The goal of the machine learning predictoin conducted here is to predict the type of trainging participants used in experiment described in following website. The link of the website: http://groupware.les.inf.puc-rio.br/har (see the section on the Weight Lifting Exercise Dataset).

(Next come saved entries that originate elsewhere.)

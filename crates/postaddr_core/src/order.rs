//! Address ordering and approximate-equality comparison.
//!
//! # Responsibility
//! - Order two addresses along the state > suburb > street > unit
//!   precedence, ASCII-case-insensitively per field.
//! - Distinguish locality-level differences (state/suburb) from finer
//!   street/unit differences for the `~` relation.
//!
//! # Invariants
//! - Comparison re-derives fields through the same decomposition the
//!   parser uses; it never re-validates and never mutates.
//! - Exactly one of `lt`, `eq`, `gt` holds for any pair of addresses.
//! - `approx_eq` is true iff neither state nor suburb decided the result.

use crate::model::address::PostAddress;
use std::cmp::Ordering;

/// Outcome of one address comparison.
///
/// Replaces the legacy `{-2,-1,0,1,2}` integer encoding with a tagged
/// result; [`AddressOrdering::raw`] reproduces the integer form for hosts
/// that sort on it.
#[derive(Debug, Clone, Copy, PartialEq, Eq)]
pub struct AddressOrdering {
    /// Relative order of the left address against the right.
    pub ordering: Ordering,
    /// True when state or suburb decided the result, i.e. the two
    /// addresses lie in different localities.
    pub differs_at_locality: bool,
}

impl AddressOrdering {
    const EQUAL: Self = Self {
        ordering: Ordering::Equal,
        differs_at_locality: false,
    };

    fn at_locality(ordering: Ordering) -> Self {
        Self {
            ordering,
            differs_at_locality: true,
        }
    }

    fn within_locality(ordering: Ordering) -> Self {
        Self {
            ordering,
            differs_at_locality: false,
        }
    }

    /// The legacy integer encoding: sign carries the order, magnitude `2`
    /// marks a locality-level difference.
    pub fn raw(self) -> i32 {
        let magnitude = if self.differs_at_locality { 2 } else { 1 };
        match self.ordering {
            Ordering::Less => -magnitude,
            Ordering::Equal => 0,
            Ordering::Greater => magnitude,
        }
    }
}

/// ASCII-case-insensitive ordering, matching `strcasecmp` over the
/// grammar's ASCII-only fields.
fn cmp_ignore_ascii_case(a: &str, b: &str) -> Ordering {
    let left = a.bytes().map(|byte| byte.to_ascii_lowercase());
    let right = b.bytes().map(|byte| byte.to_ascii_lowercase());
    left.cmp(right)
}

/// Compares two addresses along the four-level precedence.
pub fn compare(a: &PostAddress, b: &PostAddress) -> AddressOrdering {
    let left = a.fields();
    let right = b.fields();

    match cmp_ignore_ascii_case(left.state, right.state) {
        Ordering::Equal => {}
        decided => return AddressOrdering::at_locality(decided),
    }

    match cmp_ignore_ascii_case(left.suburb, right.suburb) {
        Ordering::Equal => {}
        decided => return AddressOrdering::at_locality(decided),
    }

    match cmp_ignore_ascii_case(left.street, right.street) {
        Ordering::Equal => {}
        decided => return AddressOrdering::within_locality(decided),
    }

    match (left.unit, right.unit) {
        (None, None) => AddressOrdering::EQUAL,
        // A unit orders after the bare street address.
        (Some(_), None) => AddressOrdering::within_locality(Ordering::Greater),
        (None, Some(_)) => AddressOrdering::within_locality(Ordering::Less),
        (Some(unit_a), Some(unit_b)) => {
            AddressOrdering::within_locality(cmp_ignore_ascii_case(unit_a, unit_b))
        }
    }
}

impl PostAddress {
    /// Compares against another address; see [`compare`].
    pub fn compare(&self, other: &Self) -> AddressOrdering {
        compare(self, other)
    }

    /// Legacy integer comparison result in `{-2,-1,0,1,2}`.
    pub fn raw_cmp(&self, other: &Self) -> i32 {
        self.compare(other).raw()
    }

    pub fn lt(&self, other: &Self) -> bool {
        self.compare(other).ordering == Ordering::Less
    }

    pub fn le(&self, other: &Self) -> bool {
        self.compare(other).ordering != Ordering::Greater
    }

    /// Field-level equality, ASCII-case-insensitive.
    ///
    /// Deliberately not `PartialEq`: this relation is coarser than
    /// canonical-text equality and inconsistent with the byte-level
    /// content hash, so it stays a named predicate.
    pub fn eq(&self, other: &Self) -> bool {
        self.compare(other).ordering == Ordering::Equal
    }

    pub fn ne(&self, other: &Self) -> bool {
        !self.eq(other)
    }

    pub fn ge(&self, other: &Self) -> bool {
        self.compare(other).ordering != Ordering::Less
    }

    pub fn gt(&self, other: &Self) -> bool {
        self.compare(other).ordering == Ordering::Greater
    }

    /// The `~` relation: same state and suburb, street/unit/postcode
    /// ignored.
    pub fn approx_eq(&self, other: &Self) -> bool {
        !self.compare(other).differs_at_locality
    }

    /// The `!~` relation.
    pub fn not_approx_eq(&self, other: &Self) -> bool {
        !self.approx_eq(other)
    }
}

#[cfg(test)]
mod tests {
    use super::{cmp_ignore_ascii_case, AddressOrdering};
    use std::cmp::Ordering;

    #[test]
    fn case_insensitive_cmp_matches_strcasecmp() {
        assert_eq!(cmp_ignore_ascii_case("VIC", "vic"), Ordering::Equal);
        assert_eq!(cmp_ignore_ascii_case("NS", "vi"), Ordering::Less);
        assert_eq!(cmp_ignore_ascii_case("wa", "QL"), Ordering::Greater);
    }

    #[test]
    fn raw_encoding_keeps_sign_and_magnitude() {
        assert_eq!(AddressOrdering::at_locality(Ordering::Less).raw(), -2);
        assert_eq!(AddressOrdering::at_locality(Ordering::Greater).raw(), 2);
        assert_eq!(AddressOrdering::within_locality(Ordering::Less).raw(), -1);
        assert_eq!(AddressOrdering::within_locality(Ordering::Greater).raw(), 1);
        assert_eq!(AddressOrdering::EQUAL.raw(), 0);
    }
}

What I have tried is to find models can get better accuracy on prediction. Two types of approaches are used: one is to increase size of training sample; the other one is to change training algorithms. Two types of machine learning algorithms are used: decision tree via rpart function as well as randomforest algorithm. In the begining, I tried model prediction retrieved from rpart function with small size of training data. The accuracy is only 0.666. Then I change the size of training data to see if sample size affect prediction result a lot or not. For the second model prediction retrieved from rpart function with 10 times lager size of training data, the accuracy I got is still low, 0.738. Then I moved to use randomForest function since the size of training data is not the key to determine accurate model. When I used randomForest function for model prediciton, I used small size of training data for prediction, and used larger size of training data for prediction later. the accuracy I got from predictions via randomForest function are 0.9104 and 0.9906, which demonstrates randomForest is a better function for model prediciton, and I picked up the best one for prediction of test data.
The training data for this project are available here:
https://d396qusza40orc.cloudfront.net/predmachlearn/pml-training.csv
The test data are available here:
https://d396qusza40orc.cloudfront.net/predmachlearn/pml-testing.csv
First off, load library needed and read datasets from local repo.
library(caret)
## Loading required package: lattice
## Loading required package: ggplot2
library(rpart)
library(randomForest)
## randomForest 4.6-10
## Type rfNews() to see new features/changes/bug fixes.
library(rpart.plot) # Enhanced tree plots
train=read.csv("pml-training.csv", header=TRUE)
test=read.csv("pml-testing.csv", header=TRUE)
Found a lot of NAs and missing values in train data. a process of data cleaning in COLUMN is necessary in the begining. Later, split train dataset into training and testing datasets for final model testing
badTrainind1<-sapply(train, function(x) any(is.na(x)))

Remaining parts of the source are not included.